## [PROBLEM TO WORK ON]
Filter the records down to the lines that hold the word "WeatherReading", and copy each of those lines.

-- Opening Marker --

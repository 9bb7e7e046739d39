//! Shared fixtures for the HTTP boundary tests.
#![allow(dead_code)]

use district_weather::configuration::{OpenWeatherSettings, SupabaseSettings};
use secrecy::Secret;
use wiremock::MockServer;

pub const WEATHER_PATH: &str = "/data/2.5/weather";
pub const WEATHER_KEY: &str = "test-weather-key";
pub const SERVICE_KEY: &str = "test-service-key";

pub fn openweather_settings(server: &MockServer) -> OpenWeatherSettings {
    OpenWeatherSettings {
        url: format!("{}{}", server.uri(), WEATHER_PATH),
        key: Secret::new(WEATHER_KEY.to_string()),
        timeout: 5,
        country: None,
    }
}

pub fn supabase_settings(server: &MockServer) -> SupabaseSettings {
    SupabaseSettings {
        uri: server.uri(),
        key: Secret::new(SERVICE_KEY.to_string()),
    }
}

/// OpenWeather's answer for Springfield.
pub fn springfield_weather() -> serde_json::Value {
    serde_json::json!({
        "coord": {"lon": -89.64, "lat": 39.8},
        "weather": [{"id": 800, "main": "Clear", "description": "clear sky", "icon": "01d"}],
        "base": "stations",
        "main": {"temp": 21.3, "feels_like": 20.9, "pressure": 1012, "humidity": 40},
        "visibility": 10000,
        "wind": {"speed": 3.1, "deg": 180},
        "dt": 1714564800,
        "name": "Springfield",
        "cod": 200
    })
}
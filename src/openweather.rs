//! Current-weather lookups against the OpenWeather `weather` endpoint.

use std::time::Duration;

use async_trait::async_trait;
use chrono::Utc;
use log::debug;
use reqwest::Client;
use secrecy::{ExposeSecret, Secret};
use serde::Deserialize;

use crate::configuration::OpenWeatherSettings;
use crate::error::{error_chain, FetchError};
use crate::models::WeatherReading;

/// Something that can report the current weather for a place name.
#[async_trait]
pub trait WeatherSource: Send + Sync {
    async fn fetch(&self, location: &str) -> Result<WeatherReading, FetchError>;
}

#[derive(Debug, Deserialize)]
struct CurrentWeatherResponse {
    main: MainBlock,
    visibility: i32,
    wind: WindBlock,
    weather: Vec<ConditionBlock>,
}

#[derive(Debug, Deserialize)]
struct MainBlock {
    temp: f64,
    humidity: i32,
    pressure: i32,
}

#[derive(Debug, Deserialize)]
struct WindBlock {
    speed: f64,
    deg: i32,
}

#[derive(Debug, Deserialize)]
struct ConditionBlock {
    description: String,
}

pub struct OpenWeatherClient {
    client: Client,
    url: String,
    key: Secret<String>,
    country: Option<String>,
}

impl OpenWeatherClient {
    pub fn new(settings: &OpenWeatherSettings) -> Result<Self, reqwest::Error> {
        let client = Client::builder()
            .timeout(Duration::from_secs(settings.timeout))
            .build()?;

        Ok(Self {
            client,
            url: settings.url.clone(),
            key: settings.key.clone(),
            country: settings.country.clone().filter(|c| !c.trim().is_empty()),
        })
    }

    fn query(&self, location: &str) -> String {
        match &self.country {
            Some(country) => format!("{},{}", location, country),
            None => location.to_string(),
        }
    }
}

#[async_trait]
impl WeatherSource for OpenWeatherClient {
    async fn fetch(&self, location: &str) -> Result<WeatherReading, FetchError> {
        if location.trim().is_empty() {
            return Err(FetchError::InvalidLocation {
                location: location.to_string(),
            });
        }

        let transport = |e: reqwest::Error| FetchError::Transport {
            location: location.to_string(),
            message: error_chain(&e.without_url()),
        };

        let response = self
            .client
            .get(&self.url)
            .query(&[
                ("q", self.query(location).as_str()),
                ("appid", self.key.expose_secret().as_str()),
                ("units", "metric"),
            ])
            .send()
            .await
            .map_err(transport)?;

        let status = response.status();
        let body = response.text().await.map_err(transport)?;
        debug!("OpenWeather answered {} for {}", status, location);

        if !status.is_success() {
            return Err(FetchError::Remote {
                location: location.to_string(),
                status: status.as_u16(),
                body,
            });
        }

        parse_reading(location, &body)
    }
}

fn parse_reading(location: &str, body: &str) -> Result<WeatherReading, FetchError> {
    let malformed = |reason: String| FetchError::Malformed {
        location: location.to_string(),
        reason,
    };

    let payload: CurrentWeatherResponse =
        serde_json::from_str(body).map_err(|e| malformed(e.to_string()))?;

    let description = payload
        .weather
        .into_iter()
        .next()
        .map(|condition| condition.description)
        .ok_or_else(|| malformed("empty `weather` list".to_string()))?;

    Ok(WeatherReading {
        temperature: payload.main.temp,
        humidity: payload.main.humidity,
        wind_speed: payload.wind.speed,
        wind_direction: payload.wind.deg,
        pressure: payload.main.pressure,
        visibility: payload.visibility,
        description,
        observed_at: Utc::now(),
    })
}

-- Closing Marker --
-- Opening Marker --

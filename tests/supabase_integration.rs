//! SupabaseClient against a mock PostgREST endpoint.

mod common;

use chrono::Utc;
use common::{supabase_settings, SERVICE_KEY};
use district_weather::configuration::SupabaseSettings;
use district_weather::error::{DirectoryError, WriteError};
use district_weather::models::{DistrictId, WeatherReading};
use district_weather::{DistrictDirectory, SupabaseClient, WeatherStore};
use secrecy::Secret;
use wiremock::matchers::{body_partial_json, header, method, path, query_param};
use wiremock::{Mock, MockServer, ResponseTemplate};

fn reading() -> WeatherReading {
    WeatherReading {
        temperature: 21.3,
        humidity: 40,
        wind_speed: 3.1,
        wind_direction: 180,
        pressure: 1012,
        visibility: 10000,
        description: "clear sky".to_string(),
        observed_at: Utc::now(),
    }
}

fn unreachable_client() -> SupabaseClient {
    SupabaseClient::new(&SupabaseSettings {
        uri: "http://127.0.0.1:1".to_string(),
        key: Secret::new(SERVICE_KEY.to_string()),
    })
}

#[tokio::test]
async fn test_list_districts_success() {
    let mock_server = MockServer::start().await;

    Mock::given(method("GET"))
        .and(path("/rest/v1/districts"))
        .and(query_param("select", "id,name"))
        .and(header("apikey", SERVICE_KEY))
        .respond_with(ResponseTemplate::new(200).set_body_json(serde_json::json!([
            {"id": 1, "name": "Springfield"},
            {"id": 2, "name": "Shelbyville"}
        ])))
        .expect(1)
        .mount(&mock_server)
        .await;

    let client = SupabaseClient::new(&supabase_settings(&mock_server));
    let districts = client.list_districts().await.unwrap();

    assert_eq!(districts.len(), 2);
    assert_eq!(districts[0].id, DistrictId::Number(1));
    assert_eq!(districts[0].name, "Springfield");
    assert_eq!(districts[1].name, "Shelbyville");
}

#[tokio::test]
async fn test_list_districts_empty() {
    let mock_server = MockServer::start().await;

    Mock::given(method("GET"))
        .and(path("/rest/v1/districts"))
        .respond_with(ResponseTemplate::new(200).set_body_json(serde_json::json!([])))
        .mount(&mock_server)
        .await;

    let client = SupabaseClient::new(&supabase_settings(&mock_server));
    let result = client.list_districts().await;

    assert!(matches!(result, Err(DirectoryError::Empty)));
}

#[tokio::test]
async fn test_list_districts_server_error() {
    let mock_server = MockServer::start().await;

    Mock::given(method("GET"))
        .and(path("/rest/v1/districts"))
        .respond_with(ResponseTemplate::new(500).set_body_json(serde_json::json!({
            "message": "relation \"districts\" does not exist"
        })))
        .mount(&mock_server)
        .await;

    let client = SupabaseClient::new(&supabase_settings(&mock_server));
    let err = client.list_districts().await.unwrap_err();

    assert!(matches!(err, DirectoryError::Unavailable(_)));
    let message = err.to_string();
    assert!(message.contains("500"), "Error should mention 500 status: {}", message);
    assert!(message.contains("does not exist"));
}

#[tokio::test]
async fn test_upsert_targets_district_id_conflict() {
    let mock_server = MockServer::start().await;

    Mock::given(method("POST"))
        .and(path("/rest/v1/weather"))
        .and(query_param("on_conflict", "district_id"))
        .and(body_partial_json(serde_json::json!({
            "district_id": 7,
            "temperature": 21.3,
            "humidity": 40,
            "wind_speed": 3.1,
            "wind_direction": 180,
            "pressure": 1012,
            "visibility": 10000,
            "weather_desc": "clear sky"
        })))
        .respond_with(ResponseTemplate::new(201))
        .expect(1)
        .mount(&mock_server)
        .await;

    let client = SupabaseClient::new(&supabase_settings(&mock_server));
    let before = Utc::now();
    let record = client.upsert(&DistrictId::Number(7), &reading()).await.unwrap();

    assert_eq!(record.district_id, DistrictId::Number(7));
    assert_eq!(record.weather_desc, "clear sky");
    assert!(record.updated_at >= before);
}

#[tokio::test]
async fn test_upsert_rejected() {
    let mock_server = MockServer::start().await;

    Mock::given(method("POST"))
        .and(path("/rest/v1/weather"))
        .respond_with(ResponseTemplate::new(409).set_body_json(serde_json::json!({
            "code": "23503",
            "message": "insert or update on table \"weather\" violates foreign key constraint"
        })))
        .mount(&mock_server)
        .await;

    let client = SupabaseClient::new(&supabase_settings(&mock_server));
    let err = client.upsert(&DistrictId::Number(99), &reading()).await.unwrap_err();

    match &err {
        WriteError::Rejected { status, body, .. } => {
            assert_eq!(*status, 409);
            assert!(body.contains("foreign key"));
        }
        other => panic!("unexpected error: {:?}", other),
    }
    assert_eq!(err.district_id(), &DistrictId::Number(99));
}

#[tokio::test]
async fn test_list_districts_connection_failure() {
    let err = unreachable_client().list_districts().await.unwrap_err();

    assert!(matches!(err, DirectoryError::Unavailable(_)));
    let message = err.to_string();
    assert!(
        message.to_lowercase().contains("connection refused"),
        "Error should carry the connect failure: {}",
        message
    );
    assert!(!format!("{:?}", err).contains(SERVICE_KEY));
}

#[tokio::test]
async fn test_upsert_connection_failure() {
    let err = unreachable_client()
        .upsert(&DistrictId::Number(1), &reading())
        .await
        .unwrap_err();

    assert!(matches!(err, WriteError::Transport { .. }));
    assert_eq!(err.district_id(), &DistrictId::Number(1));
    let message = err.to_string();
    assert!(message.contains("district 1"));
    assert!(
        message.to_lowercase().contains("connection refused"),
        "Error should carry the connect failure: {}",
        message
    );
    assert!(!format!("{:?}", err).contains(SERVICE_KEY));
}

-- Closing Marker --
-- Opening Marker --

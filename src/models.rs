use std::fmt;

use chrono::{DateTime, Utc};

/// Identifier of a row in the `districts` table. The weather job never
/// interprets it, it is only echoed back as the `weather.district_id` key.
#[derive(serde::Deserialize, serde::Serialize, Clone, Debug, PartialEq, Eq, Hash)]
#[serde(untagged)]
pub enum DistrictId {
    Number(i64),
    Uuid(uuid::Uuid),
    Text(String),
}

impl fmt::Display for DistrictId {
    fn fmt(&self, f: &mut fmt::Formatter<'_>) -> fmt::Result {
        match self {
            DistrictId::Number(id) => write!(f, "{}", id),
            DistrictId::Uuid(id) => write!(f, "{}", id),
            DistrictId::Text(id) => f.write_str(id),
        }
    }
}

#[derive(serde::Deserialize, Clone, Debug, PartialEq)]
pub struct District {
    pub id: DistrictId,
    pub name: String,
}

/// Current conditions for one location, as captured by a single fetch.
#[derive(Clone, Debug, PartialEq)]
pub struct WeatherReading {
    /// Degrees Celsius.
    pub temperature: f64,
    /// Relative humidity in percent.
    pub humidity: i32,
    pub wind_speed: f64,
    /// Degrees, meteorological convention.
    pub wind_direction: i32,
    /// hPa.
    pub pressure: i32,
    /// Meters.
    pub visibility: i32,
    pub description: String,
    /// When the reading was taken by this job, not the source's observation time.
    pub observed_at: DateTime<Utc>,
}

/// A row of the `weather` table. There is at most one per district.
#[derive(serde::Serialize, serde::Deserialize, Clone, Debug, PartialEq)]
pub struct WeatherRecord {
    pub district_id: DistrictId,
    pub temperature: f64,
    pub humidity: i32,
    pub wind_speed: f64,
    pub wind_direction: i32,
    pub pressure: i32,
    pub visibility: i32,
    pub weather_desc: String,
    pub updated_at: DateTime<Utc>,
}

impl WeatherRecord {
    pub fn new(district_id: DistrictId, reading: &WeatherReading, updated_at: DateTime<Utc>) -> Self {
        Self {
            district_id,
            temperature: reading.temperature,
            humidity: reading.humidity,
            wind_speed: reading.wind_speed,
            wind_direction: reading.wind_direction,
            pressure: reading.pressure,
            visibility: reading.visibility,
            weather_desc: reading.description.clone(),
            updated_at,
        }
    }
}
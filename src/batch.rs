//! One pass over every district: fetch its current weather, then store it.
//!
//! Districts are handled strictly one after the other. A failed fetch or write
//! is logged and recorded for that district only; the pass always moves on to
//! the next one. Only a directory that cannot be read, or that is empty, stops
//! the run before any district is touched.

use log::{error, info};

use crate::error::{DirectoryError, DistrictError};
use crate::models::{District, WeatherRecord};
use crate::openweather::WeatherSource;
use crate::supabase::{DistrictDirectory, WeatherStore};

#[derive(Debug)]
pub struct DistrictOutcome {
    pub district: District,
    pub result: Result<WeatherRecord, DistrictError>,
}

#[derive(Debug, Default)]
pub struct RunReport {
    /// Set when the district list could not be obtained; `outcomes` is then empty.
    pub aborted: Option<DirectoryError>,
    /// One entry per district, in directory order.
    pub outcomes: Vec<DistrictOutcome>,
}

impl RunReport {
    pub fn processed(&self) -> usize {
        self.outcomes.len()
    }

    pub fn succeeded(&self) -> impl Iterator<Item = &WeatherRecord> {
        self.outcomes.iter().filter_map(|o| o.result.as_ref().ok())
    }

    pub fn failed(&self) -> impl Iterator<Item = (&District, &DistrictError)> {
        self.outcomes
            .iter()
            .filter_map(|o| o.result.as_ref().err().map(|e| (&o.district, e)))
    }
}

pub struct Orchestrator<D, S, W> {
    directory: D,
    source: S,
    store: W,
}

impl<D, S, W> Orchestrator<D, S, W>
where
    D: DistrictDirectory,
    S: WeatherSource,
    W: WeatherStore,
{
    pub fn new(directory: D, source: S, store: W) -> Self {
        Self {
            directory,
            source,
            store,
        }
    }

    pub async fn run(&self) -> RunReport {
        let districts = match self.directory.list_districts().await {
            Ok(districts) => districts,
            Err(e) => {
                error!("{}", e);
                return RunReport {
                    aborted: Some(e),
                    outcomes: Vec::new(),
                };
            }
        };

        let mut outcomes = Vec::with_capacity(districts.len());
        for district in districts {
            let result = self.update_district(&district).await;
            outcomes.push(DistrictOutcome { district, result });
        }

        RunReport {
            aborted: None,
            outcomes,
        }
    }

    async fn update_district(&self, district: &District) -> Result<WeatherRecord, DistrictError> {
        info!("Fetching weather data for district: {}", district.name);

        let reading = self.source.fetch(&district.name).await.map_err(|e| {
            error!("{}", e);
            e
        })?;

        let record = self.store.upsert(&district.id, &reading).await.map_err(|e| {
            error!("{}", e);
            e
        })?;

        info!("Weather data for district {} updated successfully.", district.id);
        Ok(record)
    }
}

-- Closing Marker --

## [RESPONSE BOX]
use crate::models::WeatherReading;
    async fn fetch(&self, location: &str) -> Result<WeatherReading, FetchError>;
    async fn fetch(&self, location: &str) -> Result<WeatherReading, FetchError> {
fn parse_reading(location: &str, body: &str) -> Result<WeatherReading, FetchError> {
    Ok(WeatherReading {
use district_weather::models::{DistrictId, WeatherReading};
fn reading() -> WeatherReading {
    WeatherReading {
pub struct WeatherReading {
    pub fn new(district_id: DistrictId, reading: &WeatherReading, updated_at: DateTime<Utc>) -> Self {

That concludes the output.